Mon temps ne se passoit pourtant pas tout entier à ces polissonneries. J'avois trouvé quelques livres dans la chambre que j'occupois; le Spectateur, Puffendorf, Saint-Évremond, la Henriade. Quoique je n'eusse plus mon ancienne fureur de lecture, par désoœuvrement je lisois un peu de tout cela. Le Spectateur surtout me plut beaucoup, et me fit du bien. M. l'abbé de Gouvon m'avoit appris à lire moins avidement et avec plus de réflexion: la lecture me profitoit mieux. Je m'accoutumois à réfléchir sur l'élocution, sur les constructions élégantes; je m'exerçois à discerner le françois pur de mes idiomes provinciaux. Par exemple, je fus corrigé d'une faute d'orthographe, que je faisois avec tous nos Génevois, par ces deux vers de la Henriade :

Soit qu'un ancien respect pour le sang de leurs maîtres
Parlåt encor pour lui dans le cœur de ces traîtres.

Ce mot parlat, qui me frappa, m'apprit qu'il falloit un t à la troisième personne du subjonctif, au lieu qu'auparavant je l'écrivois et prononçois parla comme le parfait de l'indicatif.
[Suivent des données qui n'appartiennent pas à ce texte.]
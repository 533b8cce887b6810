use crate::agent::{Agent, Invocation};
use async_trait::async_trait;
use fxa_core::Result;
use fxa_telemetry::SpanHandle;

const FALLBACK_NOTICE: &str = "LLM backend configuration is not set for this deployment.\n\
Set FXA_LLM_PROVIDER and the matching credentials (for example OPENAI_API_KEY,\n\
AZURE_OPENAI_ENDPOINT + AZURE_OPENAI_DEPLOYMENT, or GOOGLE_API_KEY +\n\
GOOGLE_MODEL_NAME) to enable model responses.";

/// Answers every prompt with a configuration notice
#[derive(Debug, Clone)]
pub struct FallbackAgent {
    name: String,
}

impl FallbackAgent {
    pub fn new(name: impl Into<String>) -> Self {
        Self { name: name.into() }
    }

    pub fn answer(prompt: &str) -> String {
        format!("{}\nYou asked: {}", FALLBACK_NOTICE, prompt)
    }
}

#[async_trait]
impl Agent for FallbackAgent {
    fn name(&self) -> &str {
        &self.name
    }

    async fn run(&self, invocation: &Invocation, _span: &SpanHandle) -> Result<String> {
        tracing::debug!(invocation_id = %invocation.id, "Serving fallback answer");
        Ok(Self::answer(&invocation.prompt))
    }
}

#[cfg(test)]
mod tests {
    use super::*;

    #[tokio::test]
    async fn test_fallback_echoes_prompt() {
        let agent = FallbackAgent::new("fallback");
        let answer = agent
            .run(&Invocation::new("Convert 100 USD to EUR"), &SpanHandle::disabled())
            .await
            .unwrap();

        assert!(answer.starts_with("LLM backend configuration is not set for this deployment."));
        assert!(answer.ends_with("You asked: Convert 100 USD to EUR"));
    }
}
//! Built-in tools

pub mod exchange_rate;

pub use exchange_rate::{ExchangeRateArgs, ExchangeRateResult, ExchangeRateTool, LookupError};
// Telemetry attachment tests
// The process-wide registry is attached once per test binary, so only
// `test_global_attach_without_connection_is_noop` touches it.

use fxa_core::TelemetryConfig;
use fxa_telemetry::{AttachStatus, SpanKind, TelemetryRegistry};

fn config(connection: &str) -> TelemetryConfig {
    TelemetryConfig {
        connection_string: Some(connection.to_string()),
        ..TelemetryConfig::default()
    }
}

#[test]
fn test_global_attach_without_connection_is_noop() {
    let cfg = TelemetryConfig::default();

    let first = fxa_telemetry::attach(&cfg);
    let second = fxa_telemetry::attach(&cfg);

    assert!(!first.is_enabled());
    assert!(!second.is_enabled());
    assert_eq!(fxa_telemetry::exporter_count(), 0);
    assert_eq!(fxa_telemetry::status(), Some(AttachStatus::NotConfigured));

    // Spans on the no-op tracer record nothing and never fail
    let span = first.start_span("agent.run", SpanKind::Server, None, vec![]);
    assert!(!span.is_recording());
    span.end();

    fxa_telemetry::shutdown();
}

#[test]
fn test_malformed_connection_string_disables_telemetry() {
    let registry = TelemetryRegistry::new();
    let tracer = registry.attach(&config("InstrumentationKey"));

    assert!(!tracer.is_enabled());
    assert_eq!(registry.exporter_count(), 0);
    assert!(matches!(
        registry.status(),
        Some(AttachStatus::Unavailable { .. })
    ));
}

#[tokio::test(flavor = "multi_thread", worker_threads = 2)]
async fn test_app_insights_attach_twice_exports_once() {
    let mut server = mockito::Server::new_async().await;
    let track = server
        .mock("POST", "/v2.1/track")
        .with_status(200)
        .with_body(r#"{"itemsReceived":1,"itemsAccepted":1,"errors":[]}"#)
        .expect_at_least(1)
        .create_async()
        .await;

    let registry = std::sync::Arc::new(TelemetryRegistry::new());
    let cfg = config(&format!(
        "InstrumentationKey=00000000-0000-0000-0000-000000000000;IngestionEndpoint={}",
        server.url()
    ));

    let first = registry.attach(&cfg);
    let second = registry.attach(&cfg);

    assert!(first.is_enabled());
    assert!(std::sync::Arc::ptr_eq(&first, &second));
    assert_eq!(registry.exporter_count(), 1);
    assert_eq!(
        registry.status(),
        Some(AttachStatus::Enabled {
            exporter: "appinsights"
        })
    );

    let span = first.start_span("agent.run", SpanKind::Server, None, vec![]);
    assert!(span.is_recording());
    span.end();

    // Flushing blocks until the batch is exported
    let flushing = registry.clone();
    tokio::task::spawn_blocking(move || flushing.shutdown())
        .await
        .unwrap();

    track.assert_async().await;
}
Quelquefois je causois avec maman de mes lectures; quelquefois je lisois auprès d'elle : j'y prenois grand plaisir; je m'exerçois à bien lire, et cela me fut utile aussi. J'ai dit qu'elle avoit l'esprit orné: il étoit alors dans toute sa fleur. Plusieurs gens de lettres s'étoient empressés à lui plaire, et lui avoient appris à juger des ouvrages d'esprit. Elle avoit, si je puis parler ainsi, le goût un peu protestant: elle ne parloit que de Bayle, et faisoit grand cas de Saint-Évremond, qui depuis longtemps étoit mort en France. Mais cela n'empêchoit pas qu'elle ne connût la bonne littérature et qu'elle n'en parlât fort bien. Elle avoit été élevée dans des sociétés choisies; et venue en Savoie encore jeune, elle avoit perdu dans le commerce charmant de la noblesse du pays ce ton maniéré du pays de Vaud, où les femmes prennent le bel esprit pour l'esprit du monde, et ne savent parler que par épigrammes.

Quoiqu'elle n'eût vu la cour qu'en passant, elle y avoit jeté un coup d'œil rapide qui lui avoit suffi pour la connoître. Elle s'y conserva toujours des amis, et, malgré de secrètes jalousies, malgré les murmures qu'excitoient sa conduite et ses dettes, elle n'a jamais perdu sa pension. Elle avoit l'expérience du monde, et l'esprit de réflexion qui fait tirer parti de ceste expérience. C'étoit le sujet favori de ses conversations, et c'étoit précisément, vu mes idées chimériques, la sorte d'instruction dont j'avois le plus grand besoin. Nous lisions ensemble La Bruyère : il lui plaisoit plus que La Rochefoucauld, livre triste et désolant, principalement dans la jeunesse, où l'on n'aime pas à voir l'homme comme il est. Quand elle moralisoit, elle se perdoit quelquefois un peu dans les espaces; mais, en lui baisant de temps en temps la bouche ou les mains, je prenois patience, et ses longueurs ne m'ennuyoient pas.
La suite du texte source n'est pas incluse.